I will not know all the answers.
I will not connect with every viewer or reader.
I will have weaknesses and faults as long as I live.
I will disappoint people.
I will not be perfect at everything.
I will not be everything everyone needs—or even everything one person needs.
I will fall short.
I will not be enough.
And God, as good and capable as He is, won’t make me.
He won’t make me able to never fail people.
He won’t make me mistake-free.
He won’t make every viewer or reader love me.
He won’t take away my weaknesses and faults completely.
He won’t magically turn me into someone who won’t disappoint anyone.
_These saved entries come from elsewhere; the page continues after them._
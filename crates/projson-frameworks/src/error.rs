//! Error types for framework operations.

/// Errors that can occur when a framework token must resolve.
#[derive(Debug, thiserror::Error)]
pub enum FrameworkError {
    /// The token does not name a supported framework.
    #[error("'{token}' is an unsupported framework")]
    Unsupported {
        /// The token as written.
        token: String,
    },
}

/// Result type for framework operations.
pub type Result<T> = std::result::Result<T, FrameworkError>;
//! Recoverable, located descriptor issues.

use std::path::{Path, PathBuf};

use projson_tree::Position;
use serde::Serialize;

/// How serious a diagnostic is.
#[derive(Debug, Clone, Copy, PartialEq, Eq, PartialOrd, Ord, Hash, Serialize)]
#[serde(rename_all = "lowercase")]
pub enum DiagnosticSeverity {
    Warning,
    Error,
}

impl std::fmt::Display for DiagnosticSeverity {
    fn fmt(&self, f: &mut std::fmt::Formatter<'_>) -> std::fmt::Result {
        match self {
            DiagnosticSeverity::Warning => write!(f, "warning"),
            DiagnosticSeverity::Error => write!(f, "error"),
        }
    }
}

/// Stable diagnostic codes.
#[derive(Debug, Clone, Copy, PartialEq, Eq, Hash, Serialize)]
pub enum DiagnosticCode {
    /// A framework key names an unsupported framework.
    #[serde(rename = "NU1008")]
    UnsupportedFramework,
}

impl DiagnosticCode {
    pub fn as_str(&self) -> &'static str {
        match self {
            DiagnosticCode::UnsupportedFramework => "NU1008",
        }
    }
}

impl std::fmt::Display for DiagnosticCode {
    fn fmt(&self, f: &mut std::fmt::Formatter<'_>) -> std::fmt::Result {
        f.write_str(self.as_str())
    }
}

/// A single diagnostic message.
#[derive(Debug, Clone, PartialEq, Eq, Serialize)]
pub struct Diagnostic {
    pub code: DiagnosticCode,
    pub message: String,
    pub path: PathBuf,
    pub severity: DiagnosticSeverity,
    pub line: usize,
    pub column: usize,
}

impl Diagnostic {
    pub fn new(
        code: DiagnosticCode,
        message: impl Into<String>,
        path: &Path,
        severity: DiagnosticSeverity,
        position: Position,
    ) -> Self {
        Self {
            code,
            message: message.into(),
            path: path.to_path_buf(),
            severity,
            line: position.line,
            column: position.column,
        }
    }

    pub fn is_error(&self) -> bool {
        self.severity == DiagnosticSeverity::Error
    }
}

/// Renders in the compiler-style `path(line,column): error CODE: message` form.
impl std::fmt::Display for Diagnostic {
    fn fmt(&self, f: &mut std::fmt::Formatter<'_>) -> std::fmt::Result {
        write!(
            f,
            "{}({},{}): {} {}: {}",
            self.path.display(),
            self.line,
            self.column,
            self.severity,
            self.code,
            self.message
        )
    }
}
He won’t make me everything everyone needs—or even everything one person needs.
He won’t make me succeed every time.
He won’t make me enough, even if He could.
Because it’s not about me. 
The moment I try to be enough for others—meaning, to meet all their needs and make them happy, I do a few things. I take away some of their personal responsibility to think and do for themselves. I take away their privilege to grow through struggle. I also leave little room for others to meet their needs as well.
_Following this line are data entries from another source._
//! Dependency version ranges.
//!
//! Accepted forms:
//! - `1.2.3`: at least 1.2.3
//! - `[1.0,2.0)`, `(1.0,)`, `[,2.0]`: interval notation
//! - `[1.2.3]`: exactly 1.2.3
//! - `1.0.0-*`, `1.0.0-beta*`, `1.0.0-beta.*`: floating prerelease
//! - `1.*`, `1.2.*`, `*`: floating numeric components

use std::cmp::Ordering;

use serde::{Serialize, Serializer};

use crate::version::{parse_version, Version};

/// Which part of a floating range may move.
#[derive(Debug, Clone, PartialEq, Eq, Hash)]
pub enum FloatBehavior {
    /// The prerelease label floats; it must start with the given prefix.
    Prerelease(String),
    /// `1.2.*`
    Patch,
    /// `1.*`
    Minor,
    /// `*`
    Major,
}

/// A constraint over acceptable dependency versions.
#[derive(Debug, Clone, PartialEq, Eq, Hash)]
pub struct VersionRange {
    pub min: Option<Version>,
    pub min_inclusive: bool,
    pub max: Option<Version>,
    pub max_inclusive: bool,
    pub float: Option<FloatBehavior>,
}

/// Why a range string could not be parsed.
#[derive(Debug, Clone, PartialEq, Eq, thiserror::Error)]
#[error("'{input}' is not a valid version range: {detail}")]
pub struct RangeError {
    pub input: String,
    pub detail: String,
}

fn range_error(input: &str, detail: impl Into<String>) -> RangeError {
    RangeError {
        input: input.to_string(),
        detail: detail.into(),
    }
}

impl VersionRange {
    /// At least `version`, no upper bound.
    pub fn at_least(version: Version) -> Self {
        Self {
            min: Some(version),
            min_inclusive: true,
            max: None,
            max_inclusive: false,
            float: None,
        }
    }

    /// Exactly `version`.
    pub fn exact(version: Version) -> Self {
        Self {
            min: Some(version.clone()),
            min_inclusive: true,
            max: Some(version),
            max_inclusive: true,
            float: None,
        }
    }

    /// Parse a range string.
    pub fn parse(input: &str) -> Result<Self, RangeError> {
        let text = input.trim();
        if text.is_empty() {
            return Err(range_error(input, "empty range"));
        }
        if text.starts_with(['[', '(']) {
            return Self::parse_interval(input, text);
        }
        if text.ends_with(['[', '(', ']', ')']) {
            return Err(range_error(input, "unbalanced brackets"));
        }
        Self::parse_bare(input, text)
    }

    fn parse_bound(input: &str, text: &str) -> Result<Option<Version>, RangeError> {
        let text = text.trim();
        if text.is_empty() {
            return Ok(None);
        }
        parse_version(text)
            .map(Some)
            .map_err(|e| range_error(input, format!("invalid version '{text}': {e}")))
    }

    fn parse_interval(input: &str, text: &str) -> Result<Self, RangeError> {
        let min_inclusive = text.starts_with('[');
        let max_inclusive = match text.chars().last() {
            Some(']') => true,
            Some(')') => false,
            _ => return Err(range_error(input, "unbalanced brackets")),
        };
        let body = &text[1..text.len() - 1];
        if body.contains(['[', ']', '(', ')']) {
            return Err(range_error(input, "unbalanced brackets"));
        }

        let Some((low, high)) = body.split_once(',') else {
            // A single version is only meaningful as `[x]`.
            if !(min_inclusive && max_inclusive) {
                return Err(range_error(input, "a single-version range must use '[' and ']'"));
            }
            let version = Self::parse_bound(input, body)?
                .ok_or_else(|| range_error(input, "empty range"))?;
            return Ok(Self::exact(version));
        };

        if high.contains(',') {
            return Err(range_error(input, "too many ','"));
        }
        let min = Self::parse_bound(input, low)?;
        let max = Self::parse_bound(input, high)?;
        if min.is_none() && max.is_none() {
            return Err(range_error(input, "range has no bounds"));
        }
        if let (Some(lo), Some(hi)) = (&min, &max) {
            match lo.cmp(hi) {
                Ordering::Greater => {
                    return Err(range_error(input, "minimum is greater than maximum"))
                }
                Ordering::Equal if !(min_inclusive && max_inclusive) => {
                    return Err(range_error(input, "range is empty"))
                }
                _ => {}
            }
        }
        Ok(Self {
            min,
            min_inclusive: min_inclusive && !low.trim().is_empty(),
            max,
            max_inclusive: max_inclusive && !high.trim().is_empty(),
            float: None,
        })
    }

    fn parse_bare(input: &str, text: &str) -> Result<Self, RangeError> {
        if text == "*" {
            return Ok(Self {
                float: Some(FloatBehavior::Major),
                ..Self::at_least(Version::new(0, 0, 0))
            });
        }
        // A '-' before the '*' makes it a prerelease float, even as `-beta.*`.
        if let Some((release, label)) =
            text.strip_suffix('*').and_then(|head| head.split_once('-'))
        {
            let floor_label = label.trim_end_matches(['.', '-']);
            let floor_label = if floor_label.is_empty() { "0" } else { floor_label };
            let floor = Self::parse_bound(input, &format!("{release}-{floor_label}"))?
                .ok_or_else(|| range_error(input, "empty range"))?;
            return Ok(Self {
                float: Some(FloatBehavior::Prerelease(label.to_string())),
                ..Self::at_least(floor)
            });
        }
        if let Some(prefix) = text.strip_suffix(".*") {
            let parts = prefix.split('.').count();
            let float = match parts {
                1 => FloatBehavior::Minor,
                2 => FloatBehavior::Patch,
                _ => return Err(range_error(input, "floating version has too many components")),
            };
            let floor = Self::parse_bound(input, prefix)?
                .ok_or_else(|| range_error(input, "empty range"))?;
            return Ok(Self {
                float: Some(float),
                ..Self::at_least(floor)
            });
        }
        if text.ends_with('*') {
            return Err(range_error(input, "'*' must follow '-' or '.'"));
        }
        let version = Self::parse_bound(input, text)?
            .ok_or_else(|| range_error(input, "empty range"))?;
        Ok(Self::at_least(version))
    }

    /// Whether `version` falls inside the range.
    pub fn satisfies(&self, version: &Version) -> bool {
        if let Some(min) = &self.min {
            match version.cmp(min) {
                Ordering::Less => return false,
                Ordering::Equal if !self.min_inclusive => return false,
                _ => {}
            }
        }
        if let Some(max) = &self.max {
            match version.cmp(max) {
                Ordering::Greater => return false,
                Ordering::Equal if !self.max_inclusive => return false,
                _ => {}
            }
        }
        match (&self.float, &self.min) {
            (Some(FloatBehavior::Minor), Some(min)) => version.major == min.major,
            (Some(FloatBehavior::Patch), Some(min)) => {
                version.major == min.major && version.minor == min.minor
            }
            _ => true,
        }
    }

    /// The lowest version the range admits, if bounded below.
    pub fn min_version(&self) -> Option<&Version> {
        self.min.as_ref()
    }
}

impl std::fmt::Display for VersionRange {
    fn fmt(&self, f: &mut std::fmt::Formatter<'_>) -> std::fmt::Result {
        if let (Some(float), Some(min)) = (&self.float, &self.min) {
            return match float {
                FloatBehavior::Major => write!(f, "*"),
                FloatBehavior::Minor => write!(f, "{}.*", min.major),
                FloatBehavior::Patch => write!(f, "{}.{}.*", min.major, min.minor),
                FloatBehavior::Prerelease(label) => {
                    write!(f, "{}.{}.{}-{label}*", min.major, min.minor, min.patch)
                }
            };
        }
        match (&self.min, &self.max) {
            (Some(min), None) if self.min_inclusive => write!(f, "{min}"),
            (Some(min), Some(max)) if min == max && self.min_inclusive && self.max_inclusive => {
                write!(f, "[{min}]")
            }
            (min, max) => {
                let open = if self.min_inclusive { '[' } else { '(' };
                let close = if self.max_inclusive { ']' } else { ')' };
                let lo = min.as_ref().map(Version::to_string).unwrap_or_default();
                let hi = max.as_ref().map(Version::to_string).unwrap_or_default();
                write!(f, "{open}{lo}, {hi}{close}")
            }
        }
    }
}

impl Serialize for VersionRange {
    fn serialize<S: Serializer>(&self, serializer: S) -> Result<S::Ok, S::Error> {
        serializer.collect_str(self)
    }
}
I am not supposed to be enough for them because God has put other people in their lives to help them, support them, and love them too. People who think differently than me, who can reach others in a way that I can’t. Even my own children.
As my daughter and I shared tears that night, I realized I wasn’t enough for her. I wasn’t enough to give her all the answers or to take her pain away. I wasn’t enough to respond to her in the perfect way. I wasn’t enough.  And I’m not going to be enough because being enough for her isn’t my job. It isn’t the way God has set things up. She needs Him. She needs others. She needs me. She needs herself.
It’s not that with God I am enough, in the context of Him making me enough. But rather, when I stand with God, I am part of enough. When I stand with others who can help my children, we are part of enough. And when I help my children stand for themselves, they become part of enough.
I am not supposed to be enough. I am supposed to be a part of enough.  My part of enough, then, is to love and serve and teach the best I can.
I won’t be enough in my speaking and writing, simply put, because there are some people who simply don’t connect with me. I don’t resonate with them. Some even don’t like me very much. God isn’t going to make me enough for them because it’s not about me. They don’t like me. And I have to be okay with that. My part of enough, then, is to do my part—to speak and write the good things I love the best I can.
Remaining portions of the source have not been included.